Intellectual nomadism and its virtues
Scientific discovery can thrive on lack of familiarity. Often, an outsider to a field will rejuvenate it and render it fertile. 1 Cross-disciplinary research is fecund. But how to encourage it? How does one go across scientific boundaries? Where obtain the “road maps” and the guides for venturing into unknown territories?
An obvious answer is multidisciplinary teams, small enough that conversation will ensue and that a “trading zone” 2 will start to exist. One ought to encourage also (bureaucracies running science as a district administration by their very existence discourage it) a spirit of intellectual nomadism. Nomadic tribes, nomadic people, nomadic nations have enriched history. Remember some of their epics: the Jewish diaspora; the Westward move from the Gobi Desert to Central Europe and to Scandinavia of Magyars and Finns; the Turkish migration from the shores of the Pacific to present-day Turkey; the tribulations of the Mongols from Central Asia to set-up empires in India and China; the Indo-European migration into Western Europe, the Gypsies embodying its lingering trace; closer to us, in the nineteenth century, the Western expansion of the United States. Such moves of populations are emblematic of a free-roving spirit of enquiry across disciplinary boundaries. A living example is Paul C. Lauterbur, a pioneer in many areas within nuclear magnetic resonance (nmr). Two of those areas he explored and put on the map almost single-handedly are carbon-13 nmr and magnetic resonance imaging (mri). His motto, borrowed from the US military during the Vietnam War, is “search and destroy,” with the meaning of forays into unknown territory for “quick and dirty” (another American phrase) sizing-up the riches.

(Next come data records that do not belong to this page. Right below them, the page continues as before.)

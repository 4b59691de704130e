// Relic - Solidity Recompiler
// Copyright (C) 2024 Zhuo Zhang and Wuqi Zhang
//
// This program is free software: you can redistribute it and/or modify
// it under the terms of the GNU Affero General Public License as published by
// the Free Software Foundation, either version 3 of the License, or
// (at your option) any later version.
//
// This program is distributed in the hope that it will be useful,
// but WITHOUT ANY WARRANTY; without even the implied warranty of
// MERCHANTABILITY or FITNESS FOR A PARTICULAR PURPOSE. See the
// GNU Affero General Public License for more details.
//
// You should have received a copy of the GNU Affero General Public License
// along with this program. If not, see <https://www.gnu.org/licenses/>.

use std::path::{Path, PathBuf};

use eyre::{ensure, Result};
use relic_engine::{CompilerConfig, Orchestrator, SolcCompiler, SourcifyVerifier};

/// Recompile every directory in `dirs` in turn, writing artifacts to `out_dir`.
///
/// A failing directory is logged and skipped; the command fails at the end if
/// any directory did.
pub async fn recompile(config: &CompilerConfig, dirs: &[PathBuf], out_dir: &Path) -> Result<()> {
    let orchestrator = Orchestrator::new(SolcCompiler::new(config.clone()), SourcifyVerifier::new());

    let mut failed = 0usize;
    for dir in dirs {
        match orchestrator.recompile_to(dir, out_dir).await {
            Ok(path) => {
                tracing::info!(dir = %dir.display(), "artifact written to {}", path.display());
                println!("{}", path.display());
            }
            Err(e) => {
                tracing::error!(dir = %dir.display(), "recompilation failed: {e}");
                failed += 1;
            }
        }
    }

    ensure!(failed == 0, "{failed} of {} target directories failed", dirs.len());
    Ok(())
}
// Relic - Solidity Recompiler
// Copyright (C) 2024 Zhuo Zhang and Wuqi Zhang
//
// This program is free software: you can redistribute it and/or modify
// it under the terms of the GNU Affero General Public License as published by
// the Free Software Foundation, either version 3 of the License, or
// (at your option) any later version.
//
// This program is distributed in the hope that it will be useful,
// but WITHOUT ANY WARRANTY; without even the implied warranty of
// MERCHANTABILITY or FITNESS FOR A PARTICULAR PURPOSE. See the
// GNU Affero General Public License for more details.
//
// You should have received a copy of the GNU Affero General Public License
// along with this program. If not, see <https://www.gnu.org/licenses/>.

//! Fallback compilation through `soljson` builds.
//!
//! When no native binary exists for a version, the compiler is obtained as a
//! [`CompilerModule`] from a [`SolcJsProvider`]. Builds older than 0.4.0 are
//! run on a dedicated worker thread with its own runtime and answer through a
//! one-shot channel; newer builds are awaited in place.

use std::{fmt, path::PathBuf, sync::Arc, thread};

use futures::future::BoxFuture;
use tokio::{runtime, sync::oneshot};
use tracing::{debug, info};

use crate::{
    run_piped, BinaryCache, CompileError, CompilerConfig, CompilerVersion, ProcessLimits,
    SOLJSON_PLATFORM,
};

/// Name of the worker thread running legacy builds.
pub const LEGACY_WORKER_NAME: &str = "solc-legacy-worker";

/// A compiler that takes a serialized standard-JSON request and returns the
/// serialized response.
pub trait CompilerModule: fmt::Debug + Send + Sync {
    /// Compile `input`.
    fn compile<'a>(&'a self, input: &'a str) -> BoxFuture<'a, Result<String, CompileError>>;
}

/// Source of [`CompilerModule`]s for arbitrary versions.
pub trait SolcJsProvider: fmt::Debug + Send + Sync {
    /// The module for `version`, or `None` if the version is not available.
    fn module_for<'a>(
        &'a self,
        version: &'a CompilerVersion,
    ) -> BoxFuture<'a, Result<Option<Arc<dyn CompilerModule>>, CompileError>>;
}

/// Run `module` on `input`, isolating legacy builds on their own thread.
pub async fn run_module(
    module: Arc<dyn CompilerModule>,
    version: &CompilerVersion,
    input: String,
) -> Result<String, CompileError> {
    if version.requires_isolation() {
        debug!(%version, "running legacy compiler in an isolated worker");
        run_isolated(module, input).await
    } else {
        module.compile(&input).await
    }
}

/// Run one compilation on a fresh thread. The worker sends back exactly one
/// result; a worker that dies first is reported as [`CompileError::Worker`].
async fn run_isolated(
    module: Arc<dyn CompilerModule>,
    input: String,
) -> Result<String, CompileError> {
    let (tx, rx) = oneshot::channel();
    thread::Builder::new()
        .name(LEGACY_WORKER_NAME.into())
        .spawn(move || {
            let result = runtime::Builder::new_current_thread()
                .enable_all()
                .build()
                .map_err(CompileError::from)
                .and_then(|rt| rt.block_on(module.compile(&input)));
            let _ = tx.send(result);
        })
        .map_err(|e| CompileError::Worker(format!("failed to start worker: {e}")))?;

    rx.await.map_err(|_| CompileError::Worker("worker exited without a result".into()))?
}

/// Provider running `soljson` builds with an external runner script.
///
/// The build is fetched from the repository's `bin` directory through the
/// binary cache, then executed as `node <runner> <soljson>` with the request
/// on stdin and the response on stdout, under the same limits as the native
/// compiler.
#[derive(Debug, Clone)]
pub struct SolcJsRunner {
    cache: BinaryCache,
    runner: Option<PathBuf>,
    node: PathBuf,
    limits: ProcessLimits,
}

impl SolcJsRunner {
    /// New provider with default limits. Without a runner no module is ever
    /// provided.
    pub fn new(cache: BinaryCache, runner: Option<PathBuf>) -> Self {
        let limits = ProcessLimits::from(&CompilerConfig::default());
        Self { cache, runner, node: PathBuf::from("node"), limits }
    }

    /// Provider using the runner script and process limits of `config`.
    pub fn from_config(cache: BinaryCache, config: &CompilerConfig) -> Self {
        Self::new(cache, config.solcjs_runner.clone()).with_limits(config.into())
    }

    /// Limits applied to every runner process.
    pub fn with_limits(mut self, limits: ProcessLimits) -> Self {
        self.limits = limits;
        self
    }

    /// Use a specific JavaScript interpreter instead of `node` from `PATH`.
    pub fn with_interpreter(mut self, node: impl Into<PathBuf>) -> Self {
        self.node = node.into();
        self
    }
}

impl SolcJsProvider for SolcJsRunner {
    fn module_for<'a>(
        &'a self,
        version: &'a CompilerVersion,
    ) -> BoxFuture<'a, Result<Option<Arc<dyn CompilerModule>>, CompileError>> {
        Box::pin(async move {
            let Some(runner) = &self.runner else {
                debug!(%version, "no soljson runner configured");
                return Ok(None);
            };

            let Some(soljson) =
                self.cache.resolve_file(SOLJSON_PLATFORM, &version.soljson_file_name()).await?
            else {
                info!(%version, "no soljson build available");
                return Ok(None);
            };

            let module = RunnerModule {
                node: self.node.clone(),
                runner: runner.clone(),
                soljson,
                limits: self.limits,
            };
            Ok(Some(Arc::new(module) as Arc<dyn CompilerModule>))
        })
    }
}

/// One `soljson` build bound to a runner script.
#[derive(Debug, Clone)]
struct RunnerModule {
    node: PathBuf,
    runner: PathBuf,
    soljson: PathBuf,
    limits: ProcessLimits,
}

impl CompilerModule for RunnerModule {
    fn compile<'a>(&'a self, input: &'a str) -> BoxFuture<'a, Result<String, CompileError>> {
        Box::pin(async move {
            let args = [self.runner.as_os_str(), self.soljson.as_os_str()];
            run_piped(&self.node, &args, input.as_bytes(), self.limits).await
        })
    }
}

#[cfg(test)]
mod tests {
    use super::*;
    use crate::{test_utils::FakeModule, RemoteFetcher};
    use std::time::{Duration, Instant};
    use tempfile::TempDir;

    #[tokio::test]
    async fn test_legacy_build_runs_in_worker() {
        let module = Arc::new(FakeModule::new("{}"));
        let version = CompilerVersion::new("0.3.6+commit.3fc68da5");

        let output = run_module(module.clone(), &version, "{}".into()).await.unwrap();

        assert_eq!(output, "{}");
        assert_eq!(module.threads(), vec![Some(LEGACY_WORKER_NAME.to_string())]);
    }

    #[tokio::test]
    async fn test_modern_build_runs_in_place() {
        let module = Arc::new(FakeModule::new("{}"));
        let version = CompilerVersion::new("0.4.0+commit.acd334c9");

        run_module(module.clone(), &version, "{}".into()).await.unwrap();

        let threads = module.threads();
        assert_eq!(threads.len(), 1);
        assert_ne!(threads[0].as_deref(), Some(LEGACY_WORKER_NAME));
    }

    #[derive(Debug)]
    struct PanickingModule;

    impl CompilerModule for PanickingModule {
        fn compile<'a>(&'a self, _input: &'a str) -> BoxFuture<'a, Result<String, CompileError>> {
            panic!("corrupted compiler state")
        }
    }

    #[tokio::test]
    async fn test_dead_worker_is_reported() {
        let version = CompilerVersion::new("0.2.0+commit.4dc2445e");
        let err = run_module(Arc::new(PanickingModule), &version, "{}".into()).await.unwrap_err();
        assert!(matches!(err, CompileError::Worker(_)), "{err}");
    }

    #[tokio::test]
    async fn test_runner_without_script_provides_nothing() {
        let dir = TempDir::new().unwrap();
        let cache = BinaryCache::with_fetcher(dir.path(), RemoteFetcher::new("http://127.0.0.1:9"));
        let provider = SolcJsRunner::new(cache, None);

        let module = provider.module_for(&CompilerVersion::new("0.3.6+commit.3fc68da5")).await;
        assert!(module.unwrap().is_none());
    }

    #[cfg(unix)]
    #[tokio::test]
    #[serial_test::serial]
    async fn test_runner_module_uses_cached_soljson() {
        let dir = TempDir::new().unwrap();
        let cache = BinaryCache::with_fetcher(dir.path(), RemoteFetcher::new("http://127.0.0.1:9"));
        let version = CompilerVersion::new("0.4.26+commit.4563c3fc");
        let soljson = cache.file_path(SOLJSON_PLATFORM, &version.soljson_file_name());
        std::fs::create_dir_all(soljson.parent().unwrap()).unwrap();
        std::fs::write(&soljson, "// soljson").unwrap();

        // The "interpreter" prints the soljson path it was given, then echoes stdin.
        let node = crate::test_utils::write_script(dir.path(), "node", "echo \"$2\"\ncat");
        let provider =
            SolcJsRunner::new(cache, Some(PathBuf::from("runner.js"))).with_interpreter(node);

        let module = provider.module_for(&version).await.unwrap().unwrap();
        let output = module.compile("{\"sources\":{}}").await.unwrap();
        assert_eq!(output, format!("{}\n{{\"sources\":{{}}}}", soljson.display()));
    }

    /// A runner whose interpreter sleeps past a 300ms limit.
    #[cfg(unix)]
    fn sleeping_runner(dir: &TempDir, version: &CompilerVersion) -> SolcJsRunner {
        let cache = BinaryCache::with_fetcher(dir.path(), RemoteFetcher::new("http://127.0.0.1:9"));
        let soljson = cache.file_path(SOLJSON_PLATFORM, &version.soljson_file_name());
        std::fs::create_dir_all(soljson.parent().unwrap()).unwrap();
        std::fs::write(&soljson, "// soljson").unwrap();

        let node = crate::test_utils::write_script(dir.path(), "node", "sleep 3\necho '{}'");
        let limits =
            ProcessLimits { max_output_size: 1024, timeout: Some(Duration::from_millis(300)) };
        SolcJsRunner::new(cache, Some(PathBuf::from("runner.js")))
            .with_interpreter(node)
            .with_limits(limits)
    }

    #[cfg(unix)]
    #[tokio::test]
    #[serial_test::serial]
    async fn test_hanging_runner_times_out() {
        let dir = TempDir::new().unwrap();
        let version = CompilerVersion::new("0.4.26+commit.4563c3fc");
        let provider = sleeping_runner(&dir, &version);

        let module = provider.module_for(&version).await.unwrap().unwrap();
        let started = Instant::now();
        let err = run_module(module, &version, "{}".into()).await.unwrap_err();

        assert!(matches!(err, CompileError::Timeout(_)), "{err}");
        assert!(started.elapsed() < Duration::from_secs(2));
    }

    #[cfg(unix)]
    #[tokio::test]
    #[serial_test::serial]
    async fn test_legacy_runner_times_out_in_worker() {
        let dir = TempDir::new().unwrap();
        let version = CompilerVersion::new("0.3.6+commit.3fc68da5");
        let provider = sleeping_runner(&dir, &version);

        let module = provider.module_for(&version).await.unwrap().unwrap();
        let started = Instant::now();
        let err = run_module(module, &version, "{}".into()).await.unwrap_err();

        assert!(matches!(err, CompileError::Timeout(_)), "{err}");
        assert!(started.elapsed() < Duration::from_secs(2));
    }
}
// Relic - Solidity Recompiler
// Copyright (C) 2024 Zhuo Zhang and Wuqi Zhang
//
// This program is free software: you can redistribute it and/or modify
// it under the terms of the GNU Affero General Public License as published by
// the Free Software Foundation, either version 3 of the License, or
// (at your option) any later version.
//
// This program is distributed in the hope that it will be useful,
// but WITHOUT ANY WARRANTY; without even the implied warranty of
// MERCHANTABILITY or FITNESS FOR A PARTICULAR PURPOSE. See the
// GNU Affero General Public License for more details.
//
// You should have received a copy of the GNU Affero General Public License
// along with this program. If not, see <https://www.gnu.org/licenses/>.

mod install;
mod recompile;

pub use install::install;
pub use recompile::recompile;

The metaphor connects voyages of discovery (such as that of Captain Cook) with the adventuresome spirit of a present-day scientist. The scientific community favors yet another metaphor, that of mining, with its successive discovery and exploitation. Some scientists with the bravery of the explorer – to be a nomad is uncomfortable and can be worrisome – rush into uncharted territory. They find there mines of new material. Other scientists, more patient and less creative, follow suit and dig into it.
Well-known intellectual nomads in science have been Michael Polanyi, J. Desmond Bernal, Linus C. Pauling, Alfred Wegener, Luis Alvarez, Frank A.L. Anet (and quite a few others). The nomad sometimes comes upon another, no less intimidating border, that between the sciences and the humanities: a chasm, more than just a border.
A scientist at task with some humanists
There is no disputing the existence of such a gap between natural scientists and academics in the humanities. These are different tribes! They differ in their cultures and worldviews. That they misunderstand one another occasionally is to be expected. The main obstacle is a dissymmetry. It has to do with linguistic competence. It runs deep. Humanists in general lack the technical language, hence the understanding of science, whether astronomy or chemistry. Scientists are not trained to value opinions and viewpoints. For them, any working hypothesis is only as good as its conformity with the data. At a deeper level, scientists are unaware of the dominion from language on the mind. Natural languages have served as the original tools for acquisition and dissemination of knowledge about nature. Rhetorical tropes, a diverse and efficient set of tools for thought, predated scientific ideas. The metaphor (comparing A to B) is a good example: beyond a powerful mode of expression, it is an incisive analytical tool. A metaphor lurks below any scientific model. The humanist culture is one of acceptance and tolerance, whereas the scientific culture nurtures controversy and criticism. I know from personal experience. About twenty years ago, independently from my work as a scientist, I started writing and publishing critical essays, dealing predominantly with nineteenth century French literature. It met with incredible generosity and hospitality on the part of humanists. They made me feel welcome, what I had to say got a sympathetic hearing, there was not the slightest hint of rejection, for being a foreign body with no authority attached to his name. I feel deeply grateful for such acceptance.
The other finding was my ability to contribute to literary studies. My particular talent, if I had one, came from my profession. I was trained in problem-solving. Confronted with a literary text, I knew how to identify the problems it raised; and I was equipped with strategies for dealing with those. During the wane of the twentieth century the humanist culture gave each voice, however discordant, an opportunity to be aired and heard; while the scientists strove for the truth of the matter. Which brings us to their recent clash.
“Science Wars” have pitted scientists against sociologists of science. In the crudest version of the polemic, scientists fancy themselves as the interpreters, to the polity, of truths about the natural world. Conversely, they are viewed by social studies as ideologically motivated, as any group of people will be: acceptance of any scientific idea – its truth value so to say – hinges upon power struggles within a given scientific community.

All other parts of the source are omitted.